This March, peasant and indigenous women in Asia, Africa, Europe, and the Americas organized scores of solidarity actions, events, demonstrations, and other processes in their territories to mark the International Working Women's Day (#8M23).
These solidarity actions in March reaffirmed the Peasant and Popular Feminism Movement as anti-systemic and a struggle against the hetero-patriarchal, racist, and colonialist system that imposes various forms of oppression on people and communities. Over the 30 years of La Via Campesina’s existence, we have come to understand that it is only possible to dismantle this capitalist model if we simultaneously succeed in overcoming these oppressive relationships.
A Call for Mobilization that La Via Campesina issued in February 2023 echoed this sentiment:
"On this day of action and unity, we face the challenge of taking a stronger stance on global issues in the face of the prevailing model and the urgent need for a new society with new relationships, alternative ways of sharing work, and the creation of new values based on independence and reciprocity.
As women members of La Via Campesina, we struggle for the land because through Land Reform, peasant women are guaranteed the legal right to land. On this land, we produce food to feed our families and societies, secure our income, reduce violence, and combat machismo.…
....The patriarchal and racist dimensions of capitalism that oppress society, particularly women, children, and individuals who do not conform to binary gender identities. In the current crisis of war and inequality, it is urgent to reaffirm our values of solidarity and internationalism, demand greater democracy and participation for communities, and continue to fight against all types of violence. Collective organization is essential to resist, to continue producing healthy food, and to reinforce Food Sovereignty as a way of life in our communities."

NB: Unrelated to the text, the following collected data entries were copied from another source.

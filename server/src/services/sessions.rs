// quinta_server/src/services/sessions.rs

//! In-memory carts keyed by session. Nothing here is persisted; a restart
//! empties every cart.

use crate::errors::AppError;
use chrono::{DateTime, Utc};
use parking_lot::RwLock;
use quinta::{Cart, CartKind};
use std::collections::HashMap;
use std::time::Duration;
use tracing::{debug, instrument};
use uuid::Uuid;

#[derive(Debug, Default)]
struct SessionCarts {
  storefront: Cart,
  point_of_sale: Cart,
}

impl SessionCarts {
  fn cart_mut(&mut self, kind: CartKind) -> &mut Cart {
    match kind {
      CartKind::Storefront => &mut self.storefront,
      CartKind::PointOfSale => &mut self.point_of_sale,
    }
  }
}

#[derive(Debug)]
struct Session {
  created_at: DateTime<Utc>,
  last_seen: DateTime<Utc>,
  carts: SessionCarts,
}

/// Idle time after which a cart session is dropped.
pub const DEFAULT_SESSION_TTL: Duration = Duration::from_secs(2 * 60 * 60);

/// Lock order: take the storefront lock before this one, never the reverse.
///
/// Sessions idle for longer than the TTL are dropped: lazily when touched,
/// and in a sweep every time a new session is opened.
#[derive(Debug)]
pub struct SessionStore {
  sessions: RwLock<HashMap<Uuid, Session>>,
  ttl: Duration,
}

impl Default for SessionStore {
  fn default() -> Self {
    Self::new(DEFAULT_SESSION_TTL)
  }
}

impl SessionStore {
  pub fn new(ttl: Duration) -> Self {
    Self {
      sessions: RwLock::new(HashMap::new()),
      ttl,
    }
  }

  fn is_expired(&self, session: &Session, now: DateTime<Utc>) -> bool {
    (now - session.last_seen).to_std().map_or(false, |idle| idle > self.ttl)
  }

  pub fn create(&self) -> (Uuid, DateTime<Utc>) {
    self.create_at(Utc::now())
  }

  #[instrument(name = "sessions::create", skip(self))]
  pub(crate) fn create_at(&self, now: DateTime<Utc>) -> (Uuid, DateTime<Utc>) {
    let id = Uuid::new_v4();
    let mut sessions = self.sessions.write();
    let before = sessions.len();
    sessions.retain(|_, session| !self.is_expired(session, now));
    let pruned = before - sessions.len();
    if pruned > 0 {
      debug!(pruned, "Expired sessions dropped.");
    }
    sessions.insert(
      id,
      Session {
        created_at: now,
        last_seen: now,
        carts: SessionCarts::default(),
      },
    );
    debug!(session_id = %id, "Session opened.");
    (id, now)
  }

  pub fn created_at(&self, id: Uuid) -> Option<DateTime<Utc>> {
    self.sessions.read().get(&id).map(|s| s.created_at)
  }

  pub fn len(&self) -> usize {
    self.sessions.read().len()
  }

  /// Ends a session and drops its carts. Returns false for unknown ids.
  pub fn close(&self, id: Uuid) -> bool {
    self.sessions.write().remove(&id).is_some()
  }

  /// Runs `f` against one cart of a session and refreshes its idle timer.
  pub fn with_cart<R>(&self, id: Uuid, kind: CartKind, f: impl FnOnce(&mut Cart) -> R) -> Result<R, AppError> {
    self.with_cart_at(id, kind, Utc::now(), f)
  }

  pub(crate) fn with_cart_at<R>(
    &self,
    id: Uuid,
    kind: CartKind,
    now: DateTime<Utc>,
    f: impl FnOnce(&mut Cart) -> R,
  ) -> Result<R, AppError> {
    let not_found = || AppError::NotFound(format!("Session {} not found.", id));
    let mut sessions = self.sessions.write();
    let expired = match sessions.get(&id) {
      Some(session) => self.is_expired(session, now),
      None => return Err(not_found()),
    };
    if expired {
      sessions.remove(&id);
      debug!(session_id = %id, "Session expired.");
      return Err(not_found());
    }
    let session = sessions.get_mut(&id).ok_or_else(not_found)?;
    session.last_seen = now;
    Ok(f(session.carts.cart_mut(kind)))
  }

  /// Runs `f` with every cart of every session, for cascades.
  pub fn with_all_carts<R>(&self, f: impl FnOnce(Vec<&mut Cart>) -> R) -> R {
    let mut sessions = self.sessions.write();
    let carts = sessions
      .values_mut()
      .flat_map(|s| [&mut s.carts.storefront, &mut s.carts.point_of_sale])
      .collect();
    f(carts)
  }
}
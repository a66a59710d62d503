// quinta/src/models/product.rs

use super::uncategorized;
use serde::{Deserialize, Serialize};

/// A sellable catalog entry. Amounts are in cêntimos.
#[derive(Debug, Clone, PartialEq, Serialize, Deserialize)]
#[serde(rename_all = "camelCase")]
pub struct Product {
  pub id: u64,
  pub name: String,
  #[serde(default)]
  pub description: String,
  pub price_cents: i64,
  #[serde(default)]
  pub cost_price_cents: i64,
  #[serde(default = "uncategorized")]
  pub category: String,
  #[serde(default)]
  pub image: String,
  #[serde(default)]
  pub rating: f32,
  /// Not clamped at zero; a negative value is a backorder.
  #[serde(default)]
  pub stock: i64,
}

impl Product {
  pub fn in_stock(&self) -> bool {
    self.stock > 0
  }

  /// Unit margin, sale price minus cost price.
  pub fn unit_margin_cents(&self) -> i64 {
    self.price_cents - self.cost_price_cents
  }

  pub(crate) fn matches_query(&self, needle_lowercase: &str) -> bool {
    needle_lowercase.is_empty()
      || self.name.to_lowercase().contains(needle_lowercase)
      || self.description.to_lowercase().contains(needle_lowercase)
  }
}

/// Everything a new product needs except its id, which the catalog mints.
#[derive(Debug, Clone, PartialEq, Serialize, Deserialize)]
#[serde(rename_all = "camelCase")]
pub struct ProductDraft {
  pub name: String,
  #[serde(default)]
  pub description: String,
  pub price_cents: i64,
  #[serde(default)]
  pub cost_price_cents: i64,
  #[serde(default = "uncategorized")]
  pub category: String,
  #[serde(default)]
  pub image: String,
  #[serde(default = "default_rating")]
  pub rating: f32,
  #[serde(default)]
  pub stock: i64,
}

fn default_rating() -> f32 {
  5.0
}

impl ProductDraft {
  pub(crate) fn into_product(self, id: u64) -> Product {
    Product {
      id,
      name: self.name,
      description: self.description,
      price_cents: self.price_cents,
      cost_price_cents: self.cost_price_cents,
      category: self.category,
      image: self.image,
      rating: self.rating,
      stock: self.stock,
    }
  }
}

/// Admin edit. `None` fields are left as they are.
#[derive(Debug, Clone, Default, PartialEq, Serialize, Deserialize)]
#[serde(rename_all = "camelCase", default)]
pub struct ProductPatch {
  pub name: Option<String>,
  pub description: Option<String>,
  pub price_cents: Option<i64>,
  pub cost_price_cents: Option<i64>,
  pub category: Option<String>,
  pub image: Option<String>,
  pub rating: Option<f32>,
  pub stock: Option<i64>,
}

impl ProductPatch {
  pub(crate) fn apply_to(self, product: &mut Product) {
    if let Some(name) = self.name {
      product.name = name;
    }
    if let Some(description) = self.description {
      product.description = description;
    }
    if let Some(price) = self.price_cents {
      product.price_cents = price;
    }
    if let Some(cost) = self.cost_price_cents {
      product.cost_price_cents = cost;
    }
    if let Some(category) = self.category {
      product.category = category;
    }
    if let Some(image) = self.image {
      product.image = image;
    }
    if let Some(rating) = self.rating {
      product.rating = rating;
    }
    if let Some(stock) = self.stock {
      product.stock = stock;
    }
  }
}
// quinta/src/catalog.rs

//! The ordered collection of sellable products.

use crate::error::{QuintaError, QuintaResult};
use crate::ids::mint_id;
use crate::models::{Product, ProductDraft, ProductPatch};
use chrono::{DateTime, Utc};
use serde::{Deserialize, Serialize};
use tracing::{debug, instrument};

/// Category filter value meaning "every category".
pub const ALL_CATEGORIES: &str = "Todos";

#[derive(Debug, Clone, Default, PartialEq, Serialize, Deserialize)]
#[serde(transparent)]
pub struct Catalog {
  products: Vec<Product>,
}

impl Catalog {
  pub fn new(products: Vec<Product>) -> Self {
    Self { products }
  }

  pub fn products(&self) -> &[Product] {
    &self.products
  }

  pub fn len(&self) -> usize {
    self.products.len()
  }

  pub fn is_empty(&self) -> bool {
    self.products.is_empty()
  }

  pub fn get(&self, id: u64) -> Option<&Product> {
    self.products.iter().find(|p| p.id == id)
  }

  pub(crate) fn get_mut(&mut self, id: u64) -> Option<&mut Product> {
    self.products.iter_mut().find(|p| p.id == id)
  }

  /// Appends a new product under a freshly minted id.
  #[instrument(name = "catalog::add", skip(self, draft), fields(name = %draft.name), err(Display))]
  pub fn add(&mut self, draft: ProductDraft, now: DateTime<Utc>) -> QuintaResult<&Product> {
    validate_draft(&draft)?;
    let id = mint_id(self.products.iter().map(|p| p.id), now);
    self.products.push(draft.into_product(id));
    debug!(product_id = id, "Product added to catalog.");
    Ok(&self.products[self.products.len() - 1])
  }

  /// Replaces the given fields of a product. The id never changes.
  #[instrument(name = "catalog::update", skip(self, patch), err(Display))]
  pub fn update(&mut self, id: u64, patch: ProductPatch) -> QuintaResult<&Product> {
    if let Some(name) = &patch.name {
      if name.trim().is_empty() {
        return Err(QuintaError::Validation("Product name cannot be empty".to_string()));
      }
    }
    if patch.price_cents.is_some_and(|p| p < 0) || patch.cost_price_cents.is_some_and(|c| c < 0) {
      return Err(QuintaError::Validation("Prices cannot be negative".to_string()));
    }
    let product = self.get_mut(id).ok_or_else(|| QuintaError::not_found("Product", id))?;
    patch.apply_to(product);
    Ok(product)
  }

  /// Removes a product. Unknown ids are a no-op.
  pub fn remove(&mut self, id: u64) -> Option<Product> {
    let position = self.products.iter().position(|p| p.id == id)?;
    Some(self.products.remove(position))
  }

  /// Linear scan keeping catalog order. `category` of `None` or `"Todos"`
  /// matches everything; `query` is a case-insensitive substring of the name
  /// or description.
  pub fn filter(&self, category: Option<&str>, query: &str) -> Vec<&Product> {
    let needle = query.trim().to_lowercase();
    let category = category.filter(|c| !c.is_empty() && *c != ALL_CATEGORIES);
    self
      .products
      .iter()
      .filter(|p| category.map_or(true, |c| p.category == c))
      .filter(|p| p.matches_query(&needle))
      .collect()
  }

  /// Rewrites every product labelled `old` to `new`. Returns how many changed.
  pub(crate) fn relabel(&mut self, old: &str, new: &str) -> usize {
    let mut changed = 0;
    for product in self.products.iter_mut().filter(|p| p.category == old) {
      product.category = new.to_string();
      changed += 1;
    }
    changed
  }

  pub fn low_stock(&self, threshold: i64) -> Vec<&Product> {
    self.products.iter().filter(|p| p.stock <= threshold).collect()
  }

  /// Products sold past zero under the backorder policy.
  pub fn backordered(&self) -> Vec<&Product> {
    self.products.iter().filter(|p| p.stock < 0).collect()
  }

  pub(crate) fn decrement_stock(&mut self, id: u64, quantity: u32) {
    if let Some(product) = self.get_mut(id) {
      product.stock -= i64::from(quantity);
    }
  }
}

fn validate_draft(draft: &ProductDraft) -> QuintaResult<()> {
  if draft.name.trim().is_empty() {
    return Err(QuintaError::Validation("Product name cannot be empty".to_string()));
  }
  if draft.price_cents < 0 || draft.cost_price_cents < 0 {
    return Err(QuintaError::Validation("Prices cannot be negative".to_string()));
  }
  Ok(())
}
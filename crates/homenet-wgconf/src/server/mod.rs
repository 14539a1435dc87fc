//! HTTP server handing out WireGuard configs
//!
//! Every request path is `/<host>/<name>`; the client proves it owns the
//! config by sending the interface private key as the basic-auth password.

pub mod handlers;

use axum::Router;
use std::sync::atomic::AtomicU64;
use std::sync::Arc;
use tower_http::trace::TraceLayer;

use crate::config::ConfigStore;

/// Application state shared across handlers
pub struct AppState {
    /// Configs loaded at startup
    pub store: ConfigStore,
    /// Configs successfully served
    pub served_count: AtomicU64,
}

impl AppState {
    pub fn new(store: ConfigStore) -> Self {
        Self {
            store,
            served_count: AtomicU64::new(0),
        }
    }
}

/// Create the server router
pub fn create_router(state: Arc<AppState>) -> Router {
    Router::new()
        // Any method, any path: the handler validates the shape itself
        .fallback(handlers::serve_config)
        .layer(TraceLayer::new_for_http())
        .with_state(state)
}
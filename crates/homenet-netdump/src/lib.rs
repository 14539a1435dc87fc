//! Homenet Netdump - address plan for statically numbered hosts and subnets
//!
//! Given a host id (and optionally its MAC) this derives the IPv4, IPv6 ULA
//! and IPv6 GUA addresses the host is configured with. Given a network id it
//! derives the child subnets carved out of larger parent prefixes.
//!
//! # Example
//!
//! ```rust
//! use homenet_netdump::{host_dump, HostRequest, DEFAULT_MAX_STATIC_HOST_ID};
//!
//! let dump = host_dump(&HostRequest {
//!     id: 1,
//!     max_static_host_id: DEFAULT_MAX_STATIC_HOST_ID,
//!     mac: None,
//!     ipv6_gua_prefix: None,
//!     ipv6_ula_prefix: "fc00::/64".parse().unwrap(),
//!     ipv4_prefix: "192.168.0.0/24".parse().unwrap(),
//! })
//! .unwrap();
//! assert_eq!(dump.ipv4.to_string(), "192.168.0.1");
//! ```

pub mod error;
pub mod host;
pub mod network;
pub mod prefix;

pub use error::{NetdumpError, Result};
pub use host::{
    host_dump, host_v4, host_v6, host_v6_from_mac, HostDump, HostRequest,
    DEFAULT_MAX_STATIC_HOST_ID,
};
pub use network::{ipv4_network, ipv6_network, network_dump, NetworkDump, NetworkRequest};
pub use prefix::{MacAddr, Prefix};
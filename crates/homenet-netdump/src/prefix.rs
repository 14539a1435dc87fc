//! IP prefixes and MAC addresses

use serde::{Serialize, Serializer};
use std::fmt;
use std::net::{IpAddr, Ipv4Addr, Ipv6Addr};
use std::str::FromStr;

use crate::error::{NetdumpError, Result};

/// An address with a prefix length, e.g. `192.168.0.1/24`
///
/// Host bits are kept as written; call [`Prefix::masked`] to clear them.
#[derive(Debug, Clone, Copy, PartialEq, Eq)]
pub struct Prefix {
    addr: IpAddr,
    len: u8,
}

impl Prefix {
    pub fn new(addr: IpAddr, len: u8) -> Result<Self> {
        let max = match addr {
            IpAddr::V4(_) => 32,
            IpAddr::V6(_) => 128,
        };
        if len > max {
            return Err(NetdumpError::InvalidPrefix(format!("{}/{}", addr, len)));
        }
        Ok(Self { addr, len })
    }

    pub fn addr(&self) -> IpAddr {
        self.addr
    }

    /// Prefix length in bits
    pub fn bits(&self) -> u8 {
        self.len
    }

    /// The same prefix with all host bits cleared
    pub fn masked(&self) -> Self {
        let addr = match self.addr {
            IpAddr::V4(v4) => {
                let mask = u32::MAX.checked_shl(32 - self.len as u32).unwrap_or(0);
                IpAddr::V4(Ipv4Addr::from(u32::from(v4) & mask))
            }
            IpAddr::V6(v6) => {
                let mask = u128::MAX.checked_shl(128 - self.len as u32).unwrap_or(0);
                IpAddr::V6(Ipv6Addr::from(u128::from(v6) & mask))
            }
        };
        Self { addr, len: self.len }
    }

    pub fn ipv4(&self) -> Result<Ipv4Addr> {
        match self.addr {
            IpAddr::V4(v4) => Ok(v4),
            IpAddr::V6(_) => Err(NetdumpError::AddressFamily {
                prefix: self.to_string(),
                expected: "IPv4",
            }),
        }
    }

    pub fn ipv6(&self) -> Result<Ipv6Addr> {
        match self.addr {
            IpAddr::V6(v6) => Ok(v6),
            IpAddr::V4(_) => Err(NetdumpError::AddressFamily {
                prefix: self.to_string(),
                expected: "IPv6",
            }),
        }
    }
}

impl FromStr for Prefix {
    type Err = NetdumpError;

    fn from_str(s: &str) -> Result<Self> {
        let invalid = || NetdumpError::InvalidPrefix(s.to_string());
        let (addr, len) = s.split_once('/').ok_or_else(invalid)?;
        if len.is_empty() || !len.bytes().all(|b| b.is_ascii_digit()) {
            return Err(invalid());
        }
        let addr: IpAddr = addr.parse().map_err(|_| invalid())?;
        let len: u8 = len.parse().map_err(|_| invalid())?;
        Prefix::new(addr, len).map_err(|_| invalid())
    }
}

impl fmt::Display for Prefix {
    fn fmt(&self, f: &mut fmt::Formatter<'_>) -> fmt::Result {
        write!(f, "{}/{}", self.addr, self.len)
    }
}

impl Serialize for Prefix {
    fn serialize<S: Serializer>(&self, serializer: S) -> std::result::Result<S::Ok, S::Error> {
        serializer.collect_str(self)
    }
}

/// A 48-bit MAC address
#[derive(Debug, Clone, Copy, PartialEq, Eq)]
pub struct MacAddr(pub [u8; 6]);

impl MacAddr {
    /// Modified EUI-64 interface identifier (RFC 4291 appendix A)
    pub fn eui64(&self) -> [u8; 8] {
        let m = self.0;
        [m[0] ^ 0b10, m[1], m[2], 0xff, 0xfe, m[3], m[4], m[5]]
    }
}

impl FromStr for MacAddr {
    type Err = NetdumpError;

    /// Accepts `00:11:22:33:44:55`, `00-11-22-33-44-55` and `0011.2233.4455`
    fn from_str(s: &str) -> Result<Self> {
        let invalid = || NetdumpError::InvalidMac(s.to_string());

        let hex: String = if s.contains('.') {
            let groups: Vec<&str> = s.split('.').collect();
            if groups.len() != 3 || groups.iter().any(|g| g.len() != 4) {
                return Err(invalid());
            }
            groups.concat()
        } else {
            let sep = if s.contains('-') { '-' } else { ':' };
            let groups: Vec<&str> = s.split(sep).collect();
            if groups.len() != 6 || groups.iter().any(|g| g.len() != 2) {
                return Err(invalid());
            }
            groups.concat()
        };

        if !hex.bytes().all(|b| b.is_ascii_hexdigit()) {
            return Err(invalid());
        }

        let mut bytes = [0u8; 6];
        for (i, byte) in bytes.iter_mut().enumerate() {
            *byte = u8::from_str_radix(&hex[i * 2..i * 2 + 2], 16).map_err(|_| invalid())?;
        }
        Ok(MacAddr(bytes))
    }
}
//! Error types for config parsing and loading

use thiserror::Error;

#[derive(Error, Debug)]
pub enum WgConfError {
    /// Config is empty or carries no private key
    #[error("invalid config")]
    InvalidConfig,

    /// Reading a config, key file or directory failed
    #[error("I/O error: {0}")]
    Io(#[from] std::io::Error),
}

/// Result type for config operations
pub type Result<T> = std::result::Result<T, WgConfError>;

La Via Campesina also exhorted peasant and indigenous women to regroup in all regions, to debate and discuss their local, regional, and global context and bring their concrete proposals to the 8th International Conference of La Via Campesina (#8ConfLVC) expected to take place in Nicaragua in November 2023.
"By rebelling, we sow popular peasant feminism, build food sovereignty and organize against crises and violence."
This slogan became the rallying call for all the joint actions in March.
La Via Campesina's call for solidarity actions resonated widely. Members across continents responded. Of particular note was the First International Peasant Women's School in Mozambique.
FIRST INTERNATIONAL PEASANT WOMEN'S SCHOOL OF LA VIA CAMPESINA
The Women's Articulation of La Via Campesina - the collective of peasant and indigenous leaders who articulate and direct the movement's feminist expressions and actions - organized the First International Peasant Women's School in Maputo, Mozambique.
Seventy participants from 39 countries, representing the 10 regions where LVC is organized, attended the school, organized study sessions, and also took part in solidarity actions.
Over the course of 10 days at the school, hosted by LVC's local member UNAC, the participants delved deeper into discussions about land access, peasant seed systems, agroecology, and peasant markets.
As explained in the subsequent video, it became a space for study and mistica and a moment to put on display the force of internationalism.
In Honduras, Brazil, Chile, Guatemala, Argentina, and elsewhere in Latin America, several street actions took place, with women marching in large numbers voicing their demands for an equal society.
ACTIONS IN ASIA AND AFRICA
In the Basque Country, the women from EHNE Bizkaia, LVC member in the region, released a video that resonate their resolve to fight against the oppressive systems of patriarchy.
The Diversity in Our Rebellions!
The poster released by La Via Campesina to mark #8M23 was omnipresent in most of the mobilizations around the world.
The poster, the visual identity of peasant unity in March, was translated and adapted into several languages, including Korean, Bahasa, Portuguese, Italian, Sinhala, Bangla, Kannada, Hindi, Arabic, Turkish, and more.
Different adaptations of the poster and other materials released in March by LVC and its members were used to visibilize the street demonstrations and other events.
Several videos and podcasts were also published by LVC members and allies in March, revealing several aspects of the peasant feminist struggles – such as the rural autonomy of peasant women, dialogues on gender diversity, land access, seed fairs and workshops, agroecology seminars, and more.